» **About this task**:
Exactly as written, output each of the entries below.

---+---

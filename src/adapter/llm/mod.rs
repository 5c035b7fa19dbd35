//! LLM client abstraction for narrative generation.
//!
//! The LLM is prose-only: it receives an already-joined record and returns
//! commentary. It never participates in name matching or any other join
//! step.

mod openrouter;

pub use openrouter::OpenRouter;

use async_trait::async_trait;

use crate::error::Result;

/// LLM completion client trait.
#[async_trait]
pub trait Llm: Send + Sync {
    /// Provider name for logging.
    fn name(&self) -> &'static str;

    /// Send a completion request and return the response text.
    async fn complete(&self, prompt: &str) -> Result<String>;
}

/// Mock LLM for testing.
#[cfg(any(test, feature = "testkit"))]
pub mod mock {
    use super::*;

    pub struct MockLlm {
        response: String,
    }

    impl MockLlm {
        pub fn new(response: impl Into<String>) -> Self {
            Self {
                response: response.into(),
            }
        }
    }

    #[async_trait]
    impl Llm for MockLlm {
        fn name(&self) -> &'static str {
            "mock"
        }

        async fn complete(&self, _prompt: &str) -> Result<String> {
            Ok(self.response.clone())
        }
    }
}

#[cfg(test)]
mod tests {
    use super::mock::MockLlm;
    use super::*;

    #[tokio::test]
    async fn mock_llm_returns_response() {
        let llm = MockLlm::new("The Yankees are favored at home.");
        let result = llm.complete("test").await.unwrap();
        assert_eq!(result, "The Yankees are favored at home.");
    }
}
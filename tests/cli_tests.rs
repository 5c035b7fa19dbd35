//! CLI smoke tests for the offline commands.

use std::fs;

use assert_cmd::Command;
use predicates::prelude::*;
use tempfile::TempDir;

/// Write a config + alias table pair into a temp dir and return the
/// config path.
fn fixture() -> (TempDir, String) {
    let dir = TempDir::new().unwrap();

    let alias_path = dir.path().join("aliases.toml");
    fs::write(
        &alias_path,
        r#"
        [nba."Los Angeles Lakers"]
        aliases = ["LAL", "LA Lakers"]

        [nba."Boston Celtics"]
        aliases = ["Celtics"]
        "#,
    )
    .unwrap();

    let config_path = dir.path().join("config.toml");
    fs::write(
        &config_path,
        format!(
            r#"
            [resolver]
            alias_file = "{}"

            [logging]
            level = "error"
            "#,
            alias_path.display()
        ),
    )
    .unwrap();

    let config = config_path.display().to_string();
    (dir, config)
}

#[test]
fn help_lists_subcommands() {
    Command::cargo_bin("slatebook")
        .unwrap()
        .arg("--help")
        .assert()
        .success()
        .stdout(predicate::str::contains("slate"))
        .stdout(predicate::str::contains("resolve"))
        .stdout(predicate::str::contains("quota"));
}

#[test]
fn resolve_matches_through_alias_table() {
    let (_dir, config) = fixture();

    Command::cargo_bin("slatebook")
        .unwrap()
        .args(["--config", &config, "resolve", "--league", "nba", "LA Lakers"])
        .assert()
        .success()
        .stdout(predicate::str::contains("Los Angeles Lakers"));
}

#[test]
fn resolve_reports_unresolved_names() {
    let (_dir, config) = fixture();

    Command::cargo_bin("slatebook")
        .unwrap()
        .args(["--config", &config, "resolve", "--league", "nba", "Zorblax United"])
        .assert()
        .success()
        .stdout(predicate::str::contains("unresolved"));
}

#[test]
fn unknown_league_is_rejected() {
    let (_dir, config) = fixture();

    Command::cargo_bin("slatebook")
        .unwrap()
        .args(["--config", &config, "resolve", "--league", "curling", "Lakers"])
        .assert()
        .failure();
}

#[test]
fn quota_without_api_key_fails() {
    let (_dir, config) = fixture();

    Command::cargo_bin("slatebook")
        .unwrap()
        .env_remove("ODDS_API_KEY")
        .args(["--config", &config, "quota"])
        .assert()
        .failure();
}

---+---

» **Expected answer**:
filename src/adapter/llm/mod.rs
repository 5c035b7fa19dbd35
//! LLM client abstraction for narrative generation.
//!
//! The LLM is prose-only: it receives an already-joined record and returns
//! commentary. It never participates in name matching or any other join
//! step.

mod openrouter;

pub use openrouter::OpenRouter;

use async_trait::async_trait;

use crate::error::Result;

/// LLM completion client trait.
#[async_trait]
pub trait Llm: Send + Sync {
    /// Provider name for logging.
    fn name(&self) -> &'static str;

    /// Send a completion request and return the response text.
    async fn complete(&self, prompt: &str) -> Result<String>;
}

/// Mock LLM for testing.
#[cfg(any(test, feature = "testkit"))]
pub mod mock {
    use super::*;

    pub struct MockLlm {
        response: String,
    }

    impl MockLlm {
        pub fn new(response: impl Into<String>) -> Self {
            Self {
                response: response.into(),
            }
        }
    }

    #[async_trait]
    impl Llm for MockLlm {
        fn name(&self) -> &'static str {
            "mock"
        }

        async fn complete(&self, _prompt: &str) -> Result<String> {
            Ok(self.response.clone())
        }
    }
}

#[cfg(test)]
mod tests {
    use super::mock::MockLlm;
    use super::*;

    #[tokio::test]
    async fn mock_llm_returns_response() {
        let llm = MockLlm::new("The Yankees are favored at home.");
        let result = llm.complete("test").await.unwrap();
        assert_eq!(result, "The Yankees are favored at home.");
    }
}
filename tests/cli_tests.rs
repository 5c035b7fa19dbd35
//! CLI smoke tests for the offline commands.

use std::fs;

use assert_cmd::Command;
use predicates::prelude::*;
use tempfile::TempDir;

/// Write a config + alias table pair into a temp dir and return the
/// config path.
fn fixture() -> (TempDir, String) {
    let dir = TempDir::new().unwrap();

    let alias_path = dir.path().join("aliases.toml");
    fs::write(
        &alias_path,
        r#"
        [nba."Los Angeles Lakers"]
        aliases = ["LAL", "LA Lakers"]

        [nba."Boston Celtics"]
        aliases = ["Celtics"]
        "#,
    )
    .unwrap();

    let config_path = dir.path().join("config.toml");
    fs::write(
        &config_path,
        format!(
            r#"
            [resolver]
            alias_file = "{}"

            [logging]
            level = "error"
            "#,
            alias_path.display()
        ),
    )
    .unwrap();

    let config = config_path.display().to_string();
    (dir, config)
}

#[test]
fn help_lists_subcommands() {
    Command::cargo_bin("slatebook")
        .unwrap()
        .arg("--help")
        .assert()
        .success()
        .stdout(predicate::str::contains("slate"))
        .stdout(predicate::str::contains("resolve"))
        .stdout(predicate::str::contains("quota"));
}

#[test]
fn resolve_matches_through_alias_table() {
    let (_dir, config) = fixture();

    Command::cargo_bin("slatebook")
        .unwrap()
        .args(["--config", &config, "resolve", "--league", "nba", "LA Lakers"])
        .assert()
        .success()
        .stdout(predicate::str::contains("Los Angeles Lakers"));
}

#[test]
fn resolve_reports_unresolved_names() {
    let (_dir, config) = fixture();

    Command::cargo_bin("slatebook")
        .unwrap()
        .args(["--config", &config, "resolve", "--league", "nba", "Zorblax United"])
        .assert()
        .success()
        .stdout(predicate::str::contains("unresolved"));
}

#[test]
fn unknown_league_is_rejected() {
    let (_dir, config) = fixture();

    Command::cargo_bin("slatebook")
        .unwrap()
        .args(["--config", &config, "resolve", "--league", "curling", "Lakers"])
        .assert()
        .failure();
}

#[test]
fn quota_without_api_key_fails() {
    let (_dir, config) = fixture();

    Command::cargo_bin("slatebook")
        .unwrap()
        .env_remove("ODDS_API_KEY")
        .args(["--config", &config, "quota"])
        .assert()
        .failure();
}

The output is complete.